▶ Task statement: Word for word, restate the lines from the start of the data below through the line containing "use tracing::warn;".

▶ Listed entries:

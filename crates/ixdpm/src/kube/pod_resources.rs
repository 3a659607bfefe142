//! Client for the kubelet's pod-resources API, used to learn which device
//! IDs the kubelet really handed to each pod.

use std::collections::HashMap;
use std::time::Duration;

use k8s_openapi::api::core::v1::Pod;
use tonic::Request;
use tracing::warn;

use crate::config::RESOURCE_NAME;
use crate::grpc_sock;
use crate::kube::cache::annotation;
use crate::kube::types::{PodDevice, PodDeviceInfo};
use crate::pod_resources_api::v1alpha1::{
    pod_resources_lister_client::PodResourcesListerClient, ContainerResources,
    ListPodResourcesRequest, PodResources,
};

const POD_RESOURCES_SOCKET: &str = "/var/lib/kubelet/pod-resources/kubelet.sock";
const CALL_TIMEOUT: Duration = Duration::from_secs(2);

/// Lists the devices of this plugin's resource held by each pod, keyed by
/// `namespace_name`. A fresh connection is made per call; the kubelet
/// closes idle pod-resources connections anyway.
pub async fn list_pod_resources() -> anyhow::Result<HashMap<String, PodDevice>> {
    let channel = tokio::time::timeout(
        CALL_TIMEOUT,
        grpc_sock::client::socket_channel(POD_RESOURCES_SOCKET),
    )
    .await
    .map_err(|_| anyhow::anyhow!("timed out dialing the pod resources socket"))??;
    let mut client = PodResourcesListerClient::new(channel);

    let response = tokio::time::timeout(
        CALL_TIMEOUT,
        client.list(Request::new(ListPodResourcesRequest {})),
    )
    .await
    .map_err(|_| anyhow::anyhow!("pod resources list timed out"))??
    .into_inner();

    let mut devices = HashMap::new();
    for pod in response.pod_resources {
        let (resource_name, pod_devices) = devices_from_pod(&pod);
        if resource_name.is_empty() || pod_devices.is_empty() {
            continue;
        }
        devices.insert(
            format!("{}_{}", pod.namespace, pod.name),
            PodDevice {
                resource_name,
                device_ids: pod_devices,
            },
        );
    }
    Ok(devices)
}

fn devices_from_pod(pod: &PodResources) -> (String, Vec<String>) {
    let mut device_ids = Vec::new();
    let mut resource_name = String::new();
    for container in &pod.containers {
        let (container_resource, container_devices) = devices_from_container(container);
        if container_resource.is_empty() {
            continue;
        }
        if resource_name.is_empty() {
            resource_name = container_resource;
        }
        device_ids.extend(container_devices);
    }
    (resource_name, device_ids)
}

fn devices_from_container(container: &ContainerResources) -> (String, Vec<String>) {
    let mut device_ids = Vec::new();
    for device in &container.devices {
        if device.resource_name != RESOURCE_NAME {
            continue;
        }
        device_ids.extend(device.device_ids.iter().cloned());
    }
    if device_ids.is_empty() {
        (String::new(), device_ids)
    } else {
        (RESOURCE_NAME.to_string(), device_ids)
    }
}

/// Joins active pods with the pod-resources view: the kubelet-chosen IDs,
/// and the really-allocated IDs (the volcano annotation when present,
/// otherwise the kubelet's).
pub async fn klt_and_real_allocate_dev(pods: Vec<Pod>) -> anyhow::Result<Vec<PodDeviceInfo>> {
    let pod_devices = list_pod_resources().await?;

    let mut infos = Vec::new();
    for pod in pods {
        let key = format!(
            "{}_{}",
            pod.metadata.namespace.as_deref().unwrap_or_default(),
            pod.metadata.name.as_deref().unwrap_or_default()
        );
        let resource = match pod_devices.get(&key) {
            Some(resource) => resource,
            None => continue,
        };

        let real_device = match annotation(&pod, crate::config::POD_VOLCANO_DEVICES) {
            Some(devices) => devices.split(',').map(str::to_string).collect(),
            None => resource.device_ids.clone(),
        };
        if real_device.is_empty() {
            warn!(pod = %key, "pod holds the resource but has no device ids");
        }

        infos.push(PodDeviceInfo {
            klt_device: resource.device_ids.clone(),
            real_device,
            pod,
        });
    }
    Ok(infos)
}
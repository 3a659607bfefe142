//! A thin `Stream` wrapper over a filesystem watch.
//!
//! The plugin watches the kubelet device plugin directory so it can restart
//! itself when the kubelet recreates its socket (kubelet restart) and stop
//! serving when the socket disappears.

use std::{
    path::Path,
    pin::Pin,
    task::{Context, Poll},
};

use futures::Stream;
use notify::{Event, RecommendedWatcher, RecursiveMode, Result as NotifyResult, Watcher};
use tokio::sync::mpsc::{unbounded_channel, UnboundedReceiver};
use tracing::error;

pub struct FileSystemWatcher {
    recv: UnboundedReceiver<NotifyResult<Event>>,
    // Holds on to the watcher so it doesn't get dropped
    _watcher: RecommendedWatcher,
}

impl FileSystemWatcher {
    pub fn new<P: AsRef<Path>>(path: P) -> anyhow::Result<Self> {
        let (stream_tx, stream_rx) = unbounded_channel::<NotifyResult<Event>>();
        let mut watcher: RecommendedWatcher = notify::recommended_watcher(move |res| {
            if let Err(e) = stream_tx.send(res) {
                error!(error = %e, "Unable to send inotify event into stream")
            }
        })?;
        watcher.watch(path.as_ref(), RecursiveMode::NonRecursive)?;

        Ok(FileSystemWatcher {
            recv: stream_rx,
            _watcher: watcher,
        })
    }
}

impl Stream for FileSystemWatcher {
    type Item = NotifyResult<Event>;

    fn poll_next(mut self: Pin<&mut Self>, cx: &mut Context<'_>) -> Poll<Option<Self::Item>> {
        self.recv.poll_recv(cx)
    }
}
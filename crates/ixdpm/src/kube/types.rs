//! Wire types published to (and read from) the cluster.
//!
//! Field casing follows what the scheduler-side consumers already parse:
//! PascalCase JSON for the device ConfigMap payloads, lowercase YAML for
//! the reset handshake.

use std::collections::HashMap;
use std::time::{SystemTime, UNIX_EPOCH};

use k8s_openapi::api::core::v1::Pod;
use serde::{Deserialize, Serialize};

/// One link entry inside [`DeviceInfo`].
#[derive(Debug, Clone, PartialEq, Eq, Serialize, Deserialize)]
#[serde(rename_all = "PascalCase")]
pub struct P2PLinkInfo {
    pub type_name: String,
    pub type_index: u32,
}

/// Per-device topology summary published to the device-info ConfigMap.
#[derive(Debug, Clone, PartialEq, Eq, Serialize, Deserialize)]
pub struct DeviceInfo {
    #[serde(rename = "Name")]
    pub name: String,
    #[serde(rename = "UUID")]
    pub uuid: String,
    #[serde(rename = "Links")]
    pub links: HashMap<String, Vec<P2PLinkInfo>>,
}

/// Payload of the `DeviceInfoCfg` ConfigMap field.
#[derive(Debug, Clone, Serialize, Deserialize)]
pub struct NodeDeviceInfo {
    #[serde(rename = "DeviceInfo")]
    pub device_info: HashMap<String, DeviceInfo>,
    #[serde(rename = "UpdateTime")]
    pub update_time: i64,
}

/// Payload of the `DeviceListCfg` ConfigMap field.
#[derive(Debug, Clone, Serialize, Deserialize)]
pub struct NodeDeviceList {
    #[serde(rename = "DeviceList")]
    pub device_list: Vec<String>,
    #[serde(rename = "UpdateTime")]
    pub update_time: i64,
}

/// The reset handshake object, stored as YAML in the per-node reset
/// ConfigMap. `occupy` is a bag of `agent name -> in use`.
#[derive(Debug, Clone, PartialEq, Eq, Serialize, Deserialize)]
pub struct GpuResetInfo {
    #[serde(rename = "nodename")]
    pub node_name: String,
    pub reset: bool,
    pub occupy: HashMap<String, bool>,
}

/// Devices held by one pod, as reported by the pod-resources API.
#[derive(Debug, Clone)]
pub struct PodDevice {
    pub resource_name: String,
    pub device_ids: Vec<String>,
}

/// A pod joined with both views of its allocation: what the kubelet
/// picked and what was really assigned.
#[derive(Debug, Clone)]
pub struct PodDeviceInfo {
    pub pod: Pod,
    pub klt_device: Vec<String>,
    pub real_device: Vec<String>,
}

/// Seconds since the unix epoch, for the `UpdateTime` stamps.
pub fn unix_now() -> i64 {
    SystemTime::now()
        .duration_since(UNIX_EPOCH)
        .map(|d| d.as_secs() as i64)
        .unwrap_or(0)
}

#[cfg(test)]
mod tests {
    use super::*;

    #[test]
    fn device_list_json_shape() {
        let list = NodeDeviceList {
            device_list: vec!["GPU-1".to_string(), "GPU-2::0".to_string()],
            update_time: 1700000000,
        };
        let json = serde_json::to_value(&list).unwrap();
        assert_eq!(json["DeviceList"][1], "GPU-2::0");
        assert_eq!(json["UpdateTime"], 1700000000);
    }

    #[test]
    fn device_info_json_shape() {
        let mut links = HashMap::new();
        links.insert(
            "GPU-2".to_string(),
            vec![P2PLinkInfo {
                type_name: "P2PLinkSameBoard".to_string(),
                type_index: 6,
            }],
        );
        let info = DeviceInfo {
            name: "MR-V100".to_string(),
            uuid: "GPU-1".to_string(),
            links,
        };
        let json = serde_json::to_value(&info).unwrap();
        assert_eq!(json["UUID"], "GPU-1");
        assert_eq!(json["Links"]["GPU-2"][0]["TypeName"], "P2PLinkSameBoard");
        assert_eq!(json["Links"]["GPU-2"][0]["TypeIndex"], 6);
    }

    #[test]
    fn reset_info_yaml_round_trip() {
        let mut occupy = HashMap::new();
        occupy.insert("ix-device-plugin".to_string(), true);
        occupy.insert("other-agent".to_string(), false);
        let info = GpuResetInfo {
            node_name: "worker-1".to_string(),
            reset: true,
            occupy,
        };
        let yaml = serde_yaml::to_string(&info).unwrap();
        assert!(yaml.contains("nodename: worker-1"));
        let parsed: GpuResetInfo = serde_yaml::from_str(&yaml).unwrap();
        assert_eq!(parsed, info);
    }
}
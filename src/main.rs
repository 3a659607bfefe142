use std::path::PathBuf;
use std::sync::Arc;

use ixdpm::config::Config;
use ixdpm::dpm::Manager;
use structopt::StructOpt;
use tokio::signal::unix::{signal, SignalKind};
use tokio::sync::{broadcast, mpsc};
use tracing::{error, info};
use tracing_subscriber::EnvFilter;

mod hotplug;

#[derive(StructOpt, Debug)]
#[structopt(
    name = "ix-device-plugin",
    about = "Iluvatar GPU device plugin for Kubernetes"
)]
struct Opt {
    /// Expose each chip as its own device instead of assembling two-chip
    /// boards (env: SPLIT_BOARD)
    #[structopt(long)]
    splitboard: bool,

    /// Enable the volcano scheduler integration (env: USE_VOLCANO)
    #[structopt(long)]
    usevolcano: bool,

    /// Coordinate a GPU reset with sibling plugins on allocation
    /// (env: RESET_GPU)
    #[structopt(long = "reset_gpu")]
    reset_gpu: bool,

    /// Path to the plugin configuration file
    #[structopt(long, default_value = "/etc/ix-device-plugin/config.yaml")]
    config: PathBuf,
}

#[tokio::main]
async fn main() {
    let filter = EnvFilter::from_default_env().add_directive(tracing::Level::INFO.into());
    tracing_subscriber::fmt().with_env_filter(filter).init();

    let opt = Opt::from_args();
    if let Err(e) = run(opt).await {
        error!(error = %e, "device plugin failed");
        std::process::exit(1);
    }
}

async fn run(opt: Opt) -> anyhow::Result<()> {
    let mut cfg = Config::load(&opt.config)?;
    cfg.flags.split_board |= opt.splitboard;
    cfg.flags.use_volcano |= opt.usevolcano;
    cfg.flags.reset_gpu |= opt.reset_gpu;
    cfg.flags.update_from_env();
    info!(?cfg, "loaded configuration");

    let lib = Arc::new(ixml::Ixml::load()?);

    let (hotplug_tx, hotplug_rx) = mpsc::channel(64);
    hotplug::spawn(hotplug_tx)?;

    let (shutdown_tx, shutdown_rx) = broadcast::channel(1);
    tokio::spawn(watch_signals(shutdown_tx));

    Manager::new(cfg, lib).run(hotplug_rx, shutdown_rx).await
}

/// Turns SIGTERM/SIGINT/SIGQUIT into the shutdown broadcast. SIGHUP is
/// logged and ignored.
async fn watch_signals(shutdown: broadcast::Sender<()>) {
    let mut sigterm = match signal(SignalKind::terminate()) {
        Ok(sig) => sig,
        Err(e) => {
            error!(error = %e, "failed to register signal handler");
            return;
        }
    };
    let mut sigint = match signal(SignalKind::interrupt()) {
        Ok(sig) => sig,
        Err(e) => {
            error!(error = %e, "failed to register signal handler");
            return;
        }
    };
    let mut sigquit = match signal(SignalKind::quit()) {
        Ok(sig) => sig,
        Err(e) => {
            error!(error = %e, "failed to register signal handler");
            return;
        }
    };
    let mut sighup = match signal(SignalKind::hangup()) {
        Ok(sig) => sig,
        Err(e) => {
            error!(error = %e, "failed to register signal handler");
            return;
        }
    };

    loop {
        let name = tokio::select! {
            _ = sigterm.recv() => "SIGTERM",
            _ = sigint.recv() => "SIGINT",
            _ = sigquit.recv() => "SIGQUIT",
            _ = sighup.recv() => {
                info!("received SIGHUP, ignoring");
                continue;
            }
        };
        info!(signal = name, "received signal, shutting down");
        let _ = shutdown.send(());
        return;
    }
}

▶ Your response:
filename crates/ixdpm/src/kube/pod_resources.rs
repository 3a659607bfefe142
//! Client for the kubelet's pod-resources API, used to learn which device
//! IDs the kubelet really handed to each pod.

use std::collections::HashMap;
use std::time::Duration;

use k8s_openapi::api::core::v1::Pod;
use tonic::Request;
use tracing::warn;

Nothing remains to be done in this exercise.